> Required work
Repeat each line of the data exactly as written.

> Data listing
· · · ·

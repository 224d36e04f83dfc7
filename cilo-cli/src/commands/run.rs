//! Run command handler

use anyhow::{Context, Result};
use colored::*;
use std::path::{Path, PathBuf};
use std::sync::Arc;

use cilo_core::resolve;
use cilo_runner::{CliRuntime, Config, ContainerRuntime, JobExecutor, OutputSinks};

/// Resolve a job and run it in a container
///
/// # Arguments
/// * `pipeline_path` - The pipeline file
/// * `job_name` - The job to run
/// * `repo` - Repository directory override
/// * `config` - Tool configuration
pub async fn run_job(
    pipeline_path: &Path,
    job_name: &str,
    repo: Option<PathBuf>,
    config: &Config,
) -> Result<()> {
    let pipeline = super::load_pipeline(pipeline_path)?;
    let job = resolve(&pipeline, job_name)?;

    let runtime = Arc::new(CliRuntime::new(config.docker.binary.clone()));
    runtime
        .version()
        .await
        .with_context(|| format!("Container runtime '{}' is not available", runtime.binary()))?;

    let repo = repo.unwrap_or_else(|| repository_dir(pipeline_path));
    let executor = JobExecutor::new(runtime, config.clone());

    executor
        .run(&job, &repo, OutputSinks::stdio())
        .await
        .with_context(|| format!("Job '{}' failed", job_name))?;

    eprintln!("{} {}", "Job succeeded:".green().bold(), job_name);
    Ok(())
}

/// Directory holding the pipeline file
fn repository_dir(pipeline_path: &Path) -> PathBuf {
    match pipeline_path.parent() {
        Some(dir) if !dir.as_os_str().is_empty() => dir.to_path_buf(),
        _ => PathBuf::from("."),
    }
}

#[cfg(test)]
mod tests {
    use super::*;

    #[test]
    fn test_repository_dir() {
        assert_eq!(
            repository_dir(Path::new("/src/app/.gitlab-ci.yml")),
            PathBuf::from("/src/app")
        );
        assert_eq!(repository_dir(Path::new(".gitlab-ci.yml")), PathBuf::from("."));
        assert_eq!(
            repository_dir(Path::new("ci/pipeline.yml")),
            PathBuf::from("ci")
        );
    }
}
//! Cilo CLI
//!
//! Runs a single job of a CI pipeline file locally, inside a container.

mod commands;

use clap::Parser;
use colored::*;
use std::path::PathBuf;
use std::process::ExitCode;
use tracing_subscriber::{layer::SubscriberExt, util::SubscriberInitExt};

use cilo_runner::JobError;
use commands::{Commands, handle_command};

#[derive(Parser)]
#[command(name = "cilo")]
#[command(about = "Run a CI pipeline job locally in a container", long_about = None)]
struct Cli {
    /// Tool configuration file (container binary, registry mirrors)
    #[arg(long, global = true, env = "CILO_CONFIG")]
    config: Option<PathBuf>,

    #[command(subcommand)]
    command: Commands,
}

#[tokio::main]
async fn main() -> ExitCode {
    // Logs go to stderr; stdout carries the job's own output
    tracing_subscriber::registry()
        .with(
            tracing_subscriber::EnvFilter::try_from_default_env()
                .unwrap_or_else(|_| "cilo_cli=info,cilo_runner=info,cilo_core=info".into()),
        )
        .with(tracing_subscriber::fmt::layer().with_writer(std::io::stderr))
        .init();

    let cli = Cli::parse();

    match handle_command(cli.command, cli.config.as_deref()).await {
        Ok(()) => ExitCode::SUCCESS,
        Err(e) => {
            eprintln!("{} {:#}", "error:".red().bold(), e);
            ExitCode::from(exit_code(&e))
        }
    }
}

/// Process exit code for an error: the script's own code when it failed, 1 otherwise
fn exit_code(error: &anyhow::Error) -> u8 {
    error
        .downcast_ref::<JobError>()
        .map(JobError::exit_code)
        .and_then(|code| u8::try_from(code).ok())
        .filter(|code| *code != 0)
        .unwrap_or(1)
}

#[cfg(test)]
mod tests {
    use super::*;
    use anyhow::Context;

    #[test]
    fn test_exit_code() {
        let err = anyhow::Error::new(JobError::ScriptFailed { code: Some(42) });
        assert_eq!(exit_code(&err), 42);

        let err = Err::<(), _>(JobError::ScriptFailed { code: Some(3) })
            .context("Job 'build' failed")
            .unwrap_err();
        assert_eq!(exit_code(&err), 3);

        let err = anyhow::Error::new(JobError::ScriptFailed { code: Some(300) });
        assert_eq!(exit_code(&err), 1);

        assert_eq!(exit_code(&anyhow::anyhow!("other")), 1);
    }

    #[test]
    fn test_cli_parses_run() {
        let cli = Cli::try_parse_from([
            "cilo",
            "--config",
            "cilo.yml",
            "run",
            ".gitlab-ci.yml",
            "build",
            "--repo",
            "/src",
        ])
        .unwrap();

        assert_eq!(cli.config, Some(PathBuf::from("cilo.yml")));
        assert!(matches!(cli.command, Commands::Run { ref job, .. } if job == "build"));
    }

    #[test]
    fn test_cli_requires_job_name() {
        assert!(Cli::try_parse_from(["cilo", "run", ".gitlab-ci.yml"]).is_err());
    }
}
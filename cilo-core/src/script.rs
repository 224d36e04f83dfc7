//! Script assembly
//!
//! Concatenates a resolved job's `before_script`, `script` and
//! `after_script` phases into the body of one shell script.

use tracing::info;

use crate::domain::job::{Phase, ResolvedJob};

/// Assemble the executable script body of a job
///
/// Phases are emitted in their fixed order and joined with newlines.
/// Absent or empty phases are skipped with a notice.
pub fn assemble_script(job: &ResolvedJob) -> String {
    let mut lines: Vec<&str> = Vec::new();

    for phase in Phase::ALL {
        match job.phase(phase) {
            Some(declared) if !declared.is_empty() => lines.extend(declared.lines()),
            _ => info!("No job '{}'", phase),
        }
    }

    lines.join("\n")
}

· · · ·

> Exercise solution
repository 224d36e04f83dfc7
filename cilo-cli/src/commands/run.rs
//! Run command handler

use anyhow::{Context, Result};
use colored::*;
use std::path::{Path, PathBuf};
use std::sync::Arc;

use cilo_core::resolve;
use cilo_runner::{CliRuntime, Config, ContainerRuntime, JobExecutor, OutputSinks};

/// Resolve a job and run it in a container
///
/// # Arguments
/// * `pipeline_path` - The pipeline file
/// * `job_name` - The job to run
/// * `repo` - Repository directory override
/// * `config` - Tool configuration
pub async fn run_job(
    pipeline_path: &Path,
    job_name: &str,
    repo: Option<PathBuf>,
    config: &Config,
) -> Result<()> {
    let pipeline = super::load_pipeline(pipeline_path)?;
    let job = resolve(&pipeline, job_name)?;

    let runtime = Arc::new(CliRuntime::new(config.docker.binary.clone()));
    runtime
        .version()
        .await
        .with_context(|| format!("Container runtime '{}' is not available", runtime.binary()))?;

    let repo = repo.unwrap_or_else(|| repository_dir(pipeline_path));
    let executor = JobExecutor::new(runtime, config.clone());

    executor
        .run(&job, &repo, OutputSinks::stdio())
        .await
        .with_context(|| format!("Job '{}' failed", job_name))?;

    eprintln!("{} {}", "Job succeeded:".green().bold(), job_name);
    Ok(())
}

/// Directory holding the pipeline file
fn repository_dir(pipeline_path: &Path) -> PathBuf {
    match pipeline_path.parent() {
        Some(dir) if !dir.as_os_str().is_empty() => dir.to_path_buf(),
        _ => PathBuf::from("."),
    }
}

#[cfg(test)]
mod tests {
    use super::*;

    #[test]
    fn test_repository_dir() {
        assert_eq!(
            repository_dir(Path::new("/src/app/.gitlab-ci.yml")),
            PathBuf::from("/src/app")
        );
        assert_eq!(repository_dir(Path::new(".gitlab-ci.yml")), PathBuf::from("."));
        assert_eq!(
            repository_dir(Path::new("ci/pipeline.yml")),
            PathBuf::from("ci")
        );
    }
}
//! Cilo CLI
//!
//! Runs a single job of a CI pipeline file locally, inside a container.

mod commands;

use clap::Parser;
use colored::*;
use std::path::PathBuf;
use std::process::ExitCode;
use tracing_subscriber::{layer::SubscriberExt, util::SubscriberInitExt};

use cilo_runner::JobError;
use commands::{Commands, handle_command};

#[derive(Parser)]
#[command(name = "cilo")]
#[command(about = "Run a CI pipeline job locally in a container", long_about = None)]
struct Cli {
    /// Tool configuration file (container binary, registry mirrors)
    #[arg(long, global = true, env = "CILO_CONFIG")]
    config: Option<PathBuf>,

    #[command(subcommand)]
    command: Commands,
}

#[tokio::main]
async fn main() -> ExitCode {
    // Logs go to stderr; stdout carries the job's own output
    tracing_subscriber::registry()
        .with(
            tracing_subscriber::EnvFilter::try_from_default_env()
                .unwrap_or_else(|_| "cilo_cli=info,cilo_runner=info,cilo_core=info".into()),
        )
        .with(tracing_subscriber::fmt::layer().with_writer(std::io::stderr))
        .init();

    let cli = Cli::parse();

    match handle_command(cli.command, cli.config.as_deref()).await {
        Ok(()) => ExitCode::SUCCESS,
        Err(e) => {
            eprintln!("{} {:#}", "error:".red().bold(), e);
            ExitCode::from(exit_code(&e))
        }
    }
}

/// Process exit code for an error: the script's own code when it failed, 1 otherwise
fn exit_code(error: &anyhow::Error) -> u8 {
    error
        .downcast_ref::<JobError>()
        .map(JobError::exit_code)
        .and_then(|code| u8::try_from(code).ok())
        .filter(|code| *code != 0)
        .unwrap_or(1)
}

#[cfg(test)]
mod tests {
    use super::*;
    use anyhow::Context;

    #[test]
    fn test_exit_code() {
        let err = anyhow::Error::new(JobError::ScriptFailed { code: Some(42) });
        assert_eq!(exit_code(&err), 42);

        let err = Err::<(), _>(JobError::ScriptFailed { code: Some(3) })
            .context("Job 'build' failed")
            .unwrap_err();
        assert_eq!(exit_code(&err), 3);

        let err = anyhow::Error::new(JobError::ScriptFailed { code: Some(300) });
        assert_eq!(exit_code(&err), 1);

        assert_eq!(exit_code(&anyhow::anyhow!("other")), 1);
    }

    #[test]
    fn test_cli_parses_run() {
        let cli = Cli::try_parse_from([
            "cilo",
            "--config",
            "cilo.yml",
            "run",
            ".gitlab-ci.yml",
            "build",
            "--repo",
            "/src",
        ])
        .unwrap();

        assert_eq!(cli.config, Some(PathBuf::from("cilo.yml")));
        assert!(matches!(cli.command, Commands::Run { ref job, .. } if job == "build"));
    }

    #[test]
    fn test_cli_requires_job_name() {
        assert!(Cli::try_parse_from(["cilo", "run", ".gitlab-ci.yml"]).is_err());
    }
}
filename cilo-core/src/script.rs
repository 224d36e04f83dfc7
//! Script assembly
//!
//! Concatenates a resolved job's `before_script`, `script` and
//! `after_script` phases into the body of one shell script.

use tracing::info;

use crate::domain::job::{Phase, ResolvedJob};

/// Assemble the executable script body of a job
///
/// Phases are emitted in their fixed order and joined with newlines.
/// Absent or empty phases are skipped with a notice.
pub fn assemble_script(job: &ResolvedJob) -> String {
    let mut lines: Vec<&str> = Vec::new();

    for phase in Phase::ALL {
        match job.phase(phase) {
            Some(declared) if !declared.is_empty() => lines.extend(declared.lines()),
            _ => info!("No job '{}'", phase),
        }
    }

    lines.join("\n")
}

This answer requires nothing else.